Last week, the FCC’s Enforcement Bureau issued an enforcement advisory reiterating its position that autodialed text messages must comply with requirements set forth in the Telephone Consumer Protection Act (TCPA). Though it is unclear what prompted this specific advisory (perhaps, the upcoming holiday season), the Enforcement Bureau issued the warning in order to promote understanding of the clear limits on the use of autodialed text messages, also known as “robotexts.”

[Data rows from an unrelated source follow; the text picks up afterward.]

//! Stores: observable state with a serialized update fold.
//!
//! # Architecture
//!
//! ```text
//! actions ──→ Handler ──→ enqueue(Update) ──→ SubStore ──→ … ──→ RootStore queue
//!                                                                    │ fold
//!    UI ←── data (SubStore: map + distinct) ←── data (RootStore) ←───┘
//! ```
//!
//! - **RootStore**: owns the value and the update queue; applies updates one
//!   at a time in submission order.
//! - **SubStore**: a lens-focused view; forwards writes to its parent and
//!   derives its stream from the parent's.

mod distinct;
mod hub;
mod root;
mod sub;

use std::collections::HashMap;
use std::fmt::Display;
use std::hash::Hash;
use std::sync::Arc;

use futures::future::BoxFuture;
use futures::stream::{BoxStream, Stream, StreamExt};
use futures::FutureExt;
use tokio::sync::oneshot;

use crate::error::StoreError;
use crate::handler::{forward, Applicator, EmittingHandler, Emitter, Handler};
use crate::lens::Lens;
use crate::scope::Scope;

pub use distinct::distinct_until_changed;
pub use root::{ErrorHandler, RootStore};
pub use sub::SubStore;

/// Marker trait for values held in a store.
///
/// Values are replaced, never mutated in place, and compared with
/// `PartialEq` to suppress redundant notifications.
pub trait Model: Clone + PartialEq + Send + Sync + 'static {}

impl<T: Clone + PartialEq + Send + Sync + 'static> Model for T {}

/// A transformation from one store value to the next.
pub type Update<T> = Box<dyn FnOnce(T) -> anyhow::Result<T> + Send>;

/// Stream of a store's values: the latest value first, then every change.
pub type DataStream<T> = BoxStream<'static, T>;

/// Wrap an infallible function as an [`Update`].
pub fn update<T, F>(f: F) -> Update<T>
where
    F: FnOnce(T) -> T + Send + 'static,
{
    Box::new(move |value| Ok(f(value)))
}

/// Wrap a fallible function as an [`Update`].
pub fn try_update<T, F>(f: F) -> Update<T>
where
    F: FnOnce(T) -> anyhow::Result<T> + Send + 'static,
{
    Box::new(f)
}

/// Contract shared by [`RootStore`] and [`SubStore`].
pub trait Store<T: Model>: Send + Sync {
    /// Id of this store; sub-store ids extend it with their lens id.
    fn id(&self) -> &str;

    /// Dotted lens path from the root. Empty for a root store.
    fn path(&self) -> &str;

    /// Synchronous snapshot of the current value.
    fn current(&self) -> Result<T, StoreError>;

    /// Subscribe to the value stream.
    fn data(&self) -> Result<DataStream<T>, StoreError>;

    /// Queue an update. Suspends while the root's queue is full.
    fn enqueue(&self, update: Update<T>) -> BoxFuture<'_, Result<(), StoreError>>;

    /// Lifecycle scope of the owning root.
    fn scope(&self) -> &Scope;

    /// Hand an error to the owning root's error handler.
    fn report(&self, error: StoreError);

    /// Handle on this store that does not keep its root open.
    fn downgrade(&self) -> Arc<dyn Store<T>>;
}

/// Handler and sub-store factories available on every store.
pub trait StoreExt<T: Model>: Store<T> + Clone + Sized + 'static {
    /// Handler deriving the next value from the current one and an action.
    fn handle<A, F>(&self, execute: F) -> Handler<A>
    where
        A: Send + 'static,
        F: Fn(T, A) -> T + Send + Sync + 'static,
    {
        self.try_handle(move |value, action| Ok(execute(value, action)))
    }

    /// Like [`handle`](Self::handle), but the body may fail. Failures go to
    /// the root's error handler and leave the value unchanged.
    fn try_handle<A, F>(&self, execute: F) -> Handler<A>
    where
        A: Send + 'static,
        F: Fn(T, A) -> anyhow::Result<T> + Send + Sync + 'static,
    {
        let store = self.downgrade();
        let execute = Arc::new(execute);
        Handler::new(self.scope().clone(), move |mut actions: BoxStream<'static, A>| {
            let store = store.clone();
            let execute = Arc::clone(&execute);
            async move {
                while let Some(action) = actions.next().await {
                    let execute = Arc::clone(&execute);
                    let update: Update<T> = Box::new(move |value| execute(value, action));
                    if !forward(&*store, update).await {
                        break;
                    }
                }
                tracing::debug!(store = %store.id(), "Handler input ended");
            }
            .boxed()
        })
    }

    /// Handler without an action value; bind it to a stream of `()`.
    fn handle_unit<F>(&self, execute: F) -> Handler<()>
    where
        F: Fn(T) -> T + Send + Sync + 'static,
    {
        self.handle(move |value, ()| execute(value))
    }

    /// Handler that can also emit values to other handlers.
    ///
    /// Values pushed to the [`Emitter`] are delivered to subscribers of the
    /// returned handler once the update has been applied. Each subscriber
    /// buffers up to `buffer` values; when a buffer is full, this handler
    /// waits before taking its next action.
    fn handle_and_emit<A, E, F>(&self, buffer: usize, execute: F) -> EmittingHandler<A, E>
    where
        A: Send + 'static,
        E: Clone + Send + 'static,
        F: Fn(&mut Emitter<E>, T, A) -> T + Send + Sync + 'static,
    {
        let store = self.downgrade();
        let execute = Arc::new(execute);
        EmittingHandler::new(self.scope().clone(), buffer, move |mut actions, outbound| {
            let store = store.clone();
            let execute = Arc::clone(&execute);
            async move {
                while let Some(action) = actions.next().await {
                    let (emitted_tx, emitted_rx) = oneshot::channel();
                    let execute = Arc::clone(&execute);
                    let update: Update<T> = Box::new(move |value| {
                        let mut emitter = Emitter::new();
                        let next = execute(&mut emitter, value, action);
                        let _ = emitted_tx.send(emitter.into_values());
                        Ok(next)
                    });
                    if !forward(&*store, update).await {
                        break;
                    }
                    // Dropped unsent when the update never ran or panicked.
                    if let Ok(values) = emitted_rx.await {
                        outbound.send_all(values).await;
                    }
                }
                tracing::debug!(store = %store.id(), "Emitting handler input ended");
            }
            .boxed()
        })
    }

    /// [`handle_and_emit`](Self::handle_and_emit) without an action value.
    fn handle_and_emit_unit<E, F>(&self, buffer: usize, execute: F) -> EmittingHandler<(), E>
    where
        E: Clone + Send + 'static,
        F: Fn(&mut Emitter<E>, T) -> T + Send + Sync + 'static,
    {
        self.handle_and_emit(buffer, move |emitter, value, ()| execute(emitter, value))
    }

    /// Handler replacing the value with each action.
    fn update_handler(&self) -> Handler<T> {
        self.handle(|_, value| value)
    }

    /// Asynchronous mapping step, to be chained into a handler with
    /// [`Applicator::and_then`].
    fn apply<A, X, S, F>(&self, mapper: F) -> Applicator<A, X>
    where
        A: Send + 'static,
        X: Send + 'static,
        S: Stream<Item = X> + Send + 'static,
        F: Fn(A) -> S + Send + Sync + 'static,
    {
        Applicator::new(mapper)
    }

    /// Sub-store focused through `lens`.
    fn sub<X: Model>(&self, lens: Lens<T, X>) -> SubStore<T, X> {
        SubStore::new(self.downgrade(), lens)
    }
}

impl<T: Model, S: Store<T> + Clone + 'static> StoreExt<T> for S {}

/// Sub-store factories for list-valued stores.
pub trait ListStoreExt<D: Model>: StoreExt<Vec<D>> {
    /// Sub-store following the element with the same key as `element`.
    fn sub_element<I, F>(&self, element: &D, id_provider: F) -> SubStore<Vec<D>, D>
    where
        I: PartialEq + Display + Send + Sync + 'static,
        F: Fn(&D) -> I + Send + Sync + 'static,
    {
        self.sub(Lens::element(element, id_provider))
    }

    /// Sub-store at a fixed position. Do not use it while the list itself
    /// is edited (insert, remove, reorder).
    fn sub_index(&self, index: usize) -> SubStore<Vec<D>, D> {
        self.sub(Lens::index(index))
    }
}

impl<D: Model, S: StoreExt<Vec<D>>> ListStoreExt<D> for S {}

/// Sub-store factories for map-valued stores.
pub trait MapStoreExt<K, V>: StoreExt<HashMap<K, V>>
where
    K: Eq + Hash + Clone + Display + Send + Sync + 'static,
    V: Model,
{
    fn sub_key(&self, key: K) -> SubStore<HashMap<K, V>, V> {
        self.sub(Lens::key(key))
    }
}

impl<K, V, S> MapStoreExt<K, V> for S
where
    K: Eq + Hash + Clone + Display + Send + Sync + 'static,
    V: Model,
    S: StoreExt<HashMap<K, V>>,
{
}

/// Sub-store factories for stores holding an optional value.
pub trait OptionStoreExt<P: Model>: StoreExt<Option<P>> {
    /// Sub-store through a lens on the non-optional parent.
    ///
    /// Reading or writing it while the parent is `None` fails with
    /// [`StoreError::Focus`].
    fn sub_nullable<X: Model>(&self, lens: Lens<P, X>) -> SubStore<Option<P>, X> {
        self.sub(lens.into_nullable())
    }

    /// Sub-store substituting `default` for `None` in both directions.
    fn or_default(&self, default: P) -> SubStore<Option<P>, P> {
        self.sub(Lens::or_default(default))
    }
}

impl<P: Model, S: StoreExt<Option<P>>> OptionStoreExt<P> for S {}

The FCC has previously articulated in its 2015 Declaratory Ruling and Order that restrictions on making autodialed calls to cell phones encompass both voice calls and texts. The TCPA bars autodialed calls or texts to mobile devices without prior express written consent, unless they are (i) made for emergency purposes; (ii) free to the end user and have been exempted by the Commission; or (iii) made solely to collect on debts “owed to or guaranteed by the United States” (i.e., federal debt collection calls). Further, the term “automatic telephone dialing system” (i.e., “ATDS” or “autodialer”) covers any equipment that has the capacity to store or produce numbers to be dialled and dial them without human intervention, but does not need to have the present ability to do so.
Takeaway: Text message campaigns by advertisers have been the subject of FCC actions in the past few months. Prior express written consent may be required for autodialed texts that include or introduce an advertisement. Advertisers which engage in such campaigns should keep a record of consent provided by consumers, as companies bear the burden of proving that they obtained such consent.